Dans les modèles de rongeurs, les drogues d'abus, y compris la cocaïne, [13] la méthamphéamine, [14] [15] l'alcool [16] et les produits de la fumée de tabac, [17] causent tous des dommages à l'ADN dans le cerveau. Au cours de la réparation des dommages à l'ADN, certains événements de réparation individuels peuvent altérer la méthylation de l'ADN et/ou les acétylations ou méthylations des histones sur les sites endommagés, et peuvent ainsi contribuer à laisser une cicatrice épigénétique sur la chromatine. [18]

De telles cicatrices épigénétiques contribuent probablement aux changements épigénétiques persistants observés dans la toxicomanie.

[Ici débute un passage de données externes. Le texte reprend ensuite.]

//! Ownership of everything the route layer has drawn on the map.
//!
//! The registry is the only place that creates or destroys overlays. One
//! draw cycle is `clear` → `install_route` → optionally
//! `install_annotations`; `clear` (or dropping the registry) releases every
//! handle and listener the cycle produced.

use std::rc::Rc;

use log::{debug, warn};
use thiserror::Error;

use super::annotation::Annotation;
use super::geo::{Coordinate, GeoBounds};
use super::info_window::InfoWindowManager;
use super::scaling::{marker_size, Endpoint, ZoomScaler};
use super::widget::{InfoContent, ListenerToken, MapError, MapWidget, OverlayHandle, PolylineStyle};
use crate::route::{CctvInfo, StoreInfo};

#[derive(Debug, Error, Clone, PartialEq)]
pub enum OverlayError {
    #[error("a route is already drawn; clear the map before installing another")]
    RouteAlreadyInstalled,
    #[error("annotations need an installed route")]
    NoRouteInstalled,
    #[error(transparent)]
    Map(#[from] MapError),
}

pub struct OverlayRegistry {
    widget: Rc<dyn MapWidget>,
    /// Start then goal, pushed as they are created.
    endpoints: Vec<OverlayHandle>,
    polyline: Option<OverlayHandle>,
    scaler: Option<ZoomScaler>,
    annotation_markers: Vec<OverlayHandle>,
    info_windows: Vec<OverlayHandle>,
    /// Popup opened through `open_info`; replaced on the next call.
    host_window: Option<OverlayHandle>,
    click_listeners: Vec<ListenerToken>,
    info: Rc<InfoWindowManager>,
}

impl OverlayRegistry {
    pub fn new(widget: Rc<dyn MapWidget>) -> Self {
        Self {
            widget,
            endpoints: Vec::new(),
            polyline: None,
            scaler: None,
            annotation_markers: Vec::new(),
            info_windows: Vec::new(),
            host_window: None,
            click_listeners: Vec::new(),
            info: Rc::new(InfoWindowManager::new()),
        }
    }

    pub fn widget(&self) -> &Rc<dyn MapWidget> {
        &self.widget
    }

    /// Removes and releases every tracked overlay and listener.
    ///
    /// Safe to call at any time; with nothing tracked it does nothing.
    pub fn clear(&mut self) {
        if self.is_empty() {
            return;
        }
        let widget = self.widget.as_ref();

        if let Some(scaler) = self.scaler.take() {
            scaler.detach(widget);
        }
        for token in self.click_listeners.drain(..) {
            widget.remove_listener(token);
        }
        self.info.close(widget);
        for window in self.info_windows.drain(..).chain(self.host_window.take()) {
            widget.remove_overlay(window);
        }
        for marker in self.annotation_markers.drain(..) {
            widget.remove_overlay(marker);
        }
        if let Some(polyline) = self.polyline.take() {
            widget.remove_overlay(polyline);
        }
        for marker in self.endpoints.drain(..) {
            widget.remove_overlay(marker);
        }
        debug!("Cleared route overlays");
    }

    /// Draws the start and goal markers and, for a non-empty path, one
    /// polyline through every point in order, then fits the view to the path.
    ///
    /// On error the overlays created so far stay tracked; the caller is
    /// expected to [`clear`](Self::clear) before reporting it.
    pub fn install_route(
        &mut self,
        start: Coordinate,
        goal: Coordinate,
        path: &[Coordinate],
    ) -> Result<(), OverlayError> {
        if self.has_route() {
            return Err(OverlayError::RouteAlreadyInstalled);
        }

        let size = marker_size(self.widget.zoom());
        let start_marker = self.widget.create_marker(start, Endpoint::Start.icon(size))?;
        self.endpoints.push(start_marker);
        let goal_marker = self.widget.create_marker(goal, Endpoint::Goal.icon(size))?;
        self.endpoints.push(goal_marker);

        self.scaler = Some(ZoomScaler::attach(&self.widget, start_marker, goal_marker));

        if let Some(bounds) = GeoBounds::covering(path) {
            self.polyline = Some(self.widget.create_polyline(path, PolylineStyle::default())?);
            self.widget.fit_bounds(bounds);
        }

        debug!("Installed route with {} path points", path.len());
        Ok(())
    }

    /// Pins one marker per CCTV and store, each opening its own popup on
    /// click. Returns how many markers were added.
    pub fn install_annotations(&mut self, cctvs: &[CctvInfo], stores: &[StoreInfo]) -> Result<usize, OverlayError> {
        if !self.has_route() {
            return Err(OverlayError::NoRouteInstalled);
        }

        let before = self.annotation_markers.len();
        for cctv in cctvs {
            self.install_annotation(cctv)?;
        }
        for store in stores {
            self.install_annotation(store)?;
        }

        let added = self.annotation_markers.len() - before;
        debug!("Installed {} annotation markers", added);
        Ok(added)
    }

    fn install_annotation(&mut self, annotation: &dyn Annotation) -> Result<(), OverlayError> {
        let marker = self.widget.create_marker(annotation.position(), annotation.icon())?;
        self.annotation_markers.push(marker);
        let window = self.widget.create_info_window(annotation.info())?;
        self.info_windows.push(window);

        let weak = Rc::downgrade(&self.widget);
        let info = Rc::clone(&self.info);
        let token = self.widget.on_marker_click(
            marker,
            Rc::new(move || {
                if let Some(widget) = weak.upgrade() {
                    if let Err(err) = info.open(widget.as_ref(), window, marker) {
                        warn!("Failed to open info window {}: {}", window, err);
                    }
                }
            }),
        )?;
        self.click_listeners.push(token);
        Ok(())
    }

    /// Opens a popup with `content` on `marker`, closing any other popup.
    ///
    /// Only the latest of these popups is kept; the previous one is removed.
    pub fn open_info(&mut self, marker: OverlayHandle, content: InfoContent) -> Result<OverlayHandle, OverlayError> {
        let window = self.widget.create_info_window(content)?;
        let previous = self.host_window.replace(window);
        let opened = self.info.open(self.widget.as_ref(), window, marker);
        if let Some(previous) = previous {
            self.widget.remove_overlay(previous);
        }
        opened?;
        Ok(window)
    }

    pub fn is_empty(&self) -> bool {
        self.endpoints.is_empty()
            && self.polyline.is_none()
            && self.scaler.is_none()
            && self.annotation_markers.is_empty()
            && self.info_windows.is_empty()
            && self.host_window.is_none()
            && self.click_listeners.is_empty()
            && self.info.current().is_none()
    }

    pub fn has_route(&self) -> bool {
        self.endpoints.len() == 2
    }

    /// `(start, goal)` markers of the installed route.
    pub fn endpoint_markers(&self) -> Option<(OverlayHandle, OverlayHandle)> {
        match self.endpoints.as_slice() {
            [start, goal] => Some((*start, *goal)),
            _ => None,
        }
    }

    pub fn polyline(&self) -> Option<OverlayHandle> {
        self.polyline
    }

    pub fn annotation_markers(&self) -> &[OverlayHandle] {
        &self.annotation_markers
    }

    pub fn open_info_window(&self) -> Option<OverlayHandle> {
        self.info.current()
    }

    /// Number of overlay handles currently owned.
    pub fn overlay_count(&self) -> usize {
        self.endpoints.len()
            + usize::from(self.polyline.is_some())
            + self.annotation_markers.len()
            + self.info_windows.len()
            + usize::from(self.host_window.is_some())
    }
}

impl Drop for OverlayRegistry {
    fn drop(&mut self) {
        self.clear();
    }
}

#[cfg(test)]
mod tests {
    use super::*;
    use crate::map::testing::RecordingMap;

    fn registry(zoom: f64) -> (Rc<RecordingMap>, OverlayRegistry) {
        let map = Rc::new(RecordingMap::new(zoom));
        let registry = OverlayRegistry::new(map.clone());
        (map, registry)
    }

    fn path() -> Vec<Coordinate> {
        vec![
            Coordinate::new(37.50, 127.03),
            Coordinate::new(37.51, 127.04),
            Coordinate::new(37.51, 127.04),
            Coordinate::new(37.52, 127.02),
        ]
    }

    fn cctv(lat: f64) -> CctvInfo {
        CctvInfo {
            coordinate: Coordinate::new(lat, 127.0),
            camera_count: Some(2),
            purpose: None,
            address: None,
        }
    }

    fn store(lat: f64) -> StoreInfo {
        StoreInfo {
            coordinate: Coordinate::new(lat, 127.0),
            name: None,
            address: None,
            distance: None,
        }
    }

    #[test]
    fn install_route_draws_endpoints_and_one_polyline_in_order() {
        let (map, mut registry) = registry(12.0);
        let start = Coordinate::new(37.50, 127.03);
        let goal = Coordinate::new(37.52, 127.02);
        registry.install_route(start, goal, &path()).unwrap();

        assert_eq!(map.marker_count(), 2);
        assert_eq!(map.polyline_paths(), vec![path()]);
        assert_eq!(map.fitted_bounds().len(), 1);
        assert_eq!(registry.overlay_count(), 3);

        let (start_marker, goal_marker) = registry.endpoint_markers().unwrap();
        assert_eq!(map.marker_position(start_marker), Some(start));
        assert_eq!(map.marker_position(goal_marker), Some(goal));
        assert_eq!(map.marker_icon(start_marker).unwrap().size, 48);
    }

    #[test]
    fn empty_path_draws_markers_only() {
        let (map, mut registry) = registry(12.0);
        registry
            .install_route(Coordinate::new(0.0, 0.0), Coordinate::new(1.0, 1.0), &[])
            .unwrap();
        assert_eq!(map.marker_count(), 2);
        assert!(map.polyline_paths().is_empty());
        assert!(map.fitted_bounds().is_empty());
        assert!(registry.polyline().is_none());
    }

    #[test]
    fn second_install_without_clear_is_rejected() {
        let (_map, mut registry) = registry(12.0);
        let a = Coordinate::new(0.0, 0.0);
        registry.install_route(a, a, &[]).unwrap();
        assert_eq!(registry.install_route(a, a, &[]), Err(OverlayError::RouteAlreadyInstalled));
    }

    #[test]
    fn annotations_require_a_route() {
        let (map, mut registry) = registry(12.0);
        assert_eq!(
            registry.install_annotations(&[cctv(37.0)], &[]),
            Err(OverlayError::NoRouteInstalled)
        );
        assert_eq!(map.marker_count(), 0);
    }

    #[test]
    fn clear_releases_everything_and_is_idempotent() {
        let (map, mut registry) = registry(12.0);
        registry
            .install_route(Coordinate::new(37.5, 127.0), Coordinate::new(37.6, 127.1), &path())
            .unwrap();
        let added = registry
            .install_annotations(&[cctv(37.1), cctv(37.2)], &[store(37.3)])
            .unwrap();
        assert_eq!(added, 3);
        map.click(registry.annotation_markers()[0]);
        assert_eq!(map.open_windows().len(), 1);

        registry.clear();
        assert!(registry.is_empty());
        assert_eq!(map.live_overlay_count(), 0);
        assert_eq!(map.listener_count(), 0);
        assert!(map.open_windows().is_empty());

        registry.clear();
        assert!(registry.is_empty());
        assert_eq!(map.live_overlay_count(), 0);
        assert_eq!(map.removed_unknown(), 0);
    }

    #[test]
    fn clicking_markers_keeps_a_single_popup_open() {
        let (map, mut registry) = registry(12.0);
        registry
            .install_route(Coordinate::new(37.5, 127.0), Coordinate::new(37.6, 127.1), &[])
            .unwrap();
        registry.install_annotations(&[cctv(37.1)], &[store(37.2)]).unwrap();
        let markers = registry.annotation_markers().to_vec();

        map.click(markers[0]);
        let first = registry.open_info_window().unwrap();
        map.click(markers[1]);
        let second = registry.open_info_window().unwrap();

        assert_ne!(first, second);
        assert_eq!(map.open_windows(), vec![second]);
        assert_eq!(map.window_anchor(second), Some(markers[1]));
    }

    #[test]
    fn open_info_shares_the_singleton_with_annotation_popups() {
        let (map, mut registry) = registry(12.0);
        registry
            .install_route(Coordinate::new(37.5, 127.0), Coordinate::new(37.6, 127.1), &[])
            .unwrap();
        registry.install_annotations(&[cctv(37.1)], &[]).unwrap();
        map.click(registry.annotation_markers()[0]);

        let (start, _) = registry.endpoint_markers().unwrap();
        let window = registry
            .open_info(
                start,
                InfoContent {
                    title: "출발".into(),
                    lines: vec![],
                },
            )
            .unwrap();
        assert_eq!(map.open_windows(), vec![window]);
    }

    #[test]
    fn repeated_open_info_keeps_one_host_popup() {
        let (map, mut registry) = registry(12.0);
        registry
            .install_route(Coordinate::new(37.5, 127.0), Coordinate::new(37.6, 127.1), &[])
            .unwrap();
        let (start, goal) = registry.endpoint_markers().unwrap();
        let baseline = registry.overlay_count();

        let first = registry.open_info(start, InfoContent::default()).unwrap();
        let second = registry.open_info(goal, InfoContent::default()).unwrap();
        let third = registry.open_info(start, InfoContent::default()).unwrap();

        assert_eq!(registry.overlay_count(), baseline + 1);
        assert_eq!(map.live_overlay_count(), baseline + 1);
        assert_eq!(map.window_content(first), None);
        assert_eq!(map.window_content(second), None);
        assert_eq!(map.open_windows(), vec![third]);
        assert_eq!(map.window_anchor(third), Some(start));

        registry.clear();
        assert_eq!(map.live_overlay_count(), 0);
        assert!(registry.is_empty());
    }

    #[test]
    fn zoom_after_clear_never_touches_released_markers() {
        let (map, mut registry) = registry(12.0);
        registry
            .install_route(Coordinate::new(37.5, 127.0), Coordinate::new(37.6, 127.1), &path())
            .unwrap();
        let (start, goal) = registry.endpoint_markers().unwrap();
        map.set_zoom(24.0);
        assert_eq!(map.marker_icon(start).unwrap().size, 96);
        assert_eq!(map.marker_icon(goal).unwrap().size, 96);

        registry.clear();
        map.set_zoom(6.0);
        assert_eq!(map.icon_updates_on_unknown(), 0);
    }

    #[test]
    fn failure_mid_install_is_fully_recoverable_by_clear() {
        let (map, mut registry) = registry(12.0);
        registry
            .install_route(Coordinate::new(37.5, 127.0), Coordinate::new(37.6, 127.1), &[])
            .unwrap();
        map.fail_creations_after(3);
        let err = registry
            .install_annotations(&[cctv(37.1), cctv(37.2), cctv(37.3)], &[])
            .unwrap_err();
        assert!(matches!(err, OverlayError::Map(MapError::Rejected(_))));

        registry.clear();
        assert_eq!(map.live_overlay_count(), 0);
        assert_eq!(map.listener_count(), 0);
    }

    #[test]
    fn dropping_the_registry_releases_its_overlays() {
        let (map, mut registry) = registry(12.0);
        registry
            .install_route(Coordinate::new(37.5, 127.0), Coordinate::new(37.6, 127.1), &path())
            .unwrap();
        drop(registry);
        assert_eq!(map.live_overlay_count(), 0);
        assert_eq!(map.listener_count(), 0);
    }
}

Chez les mammifères, la méthylation de la cytosine (voir Figure) dans l'ADN est un médiateur régulateur majeur. Les cytosines méthylées se produisent principalement dans les séquences dinucléotidiques où la cytosine est suivie d'une guanine, un site CpG. Le nombre total de sites CpG dans le génome humain est d'environ 28 millions. [19] et généralement environ 70 % de tous les sites CpG ont une cytosine méthylée. [20]

Chez un rat, une expérience d'apprentissage douloureuse, le conditionnement de la peur contextuelle, peut entraîner un souvenir effrayant à vie après un seul événement d'entraînement. [21] La méthylation de la cytosine est altérée dans les régions promotrices d'environ 9,17 % de tous les gènes de l'ADN des neurones de l'hippocampe d'un rat qui a été soumis à une brève expérience de conditionnement de la peur. [22] L'hippocampe est l'endroit où les nouveaux souvenirs sont initialement stockés.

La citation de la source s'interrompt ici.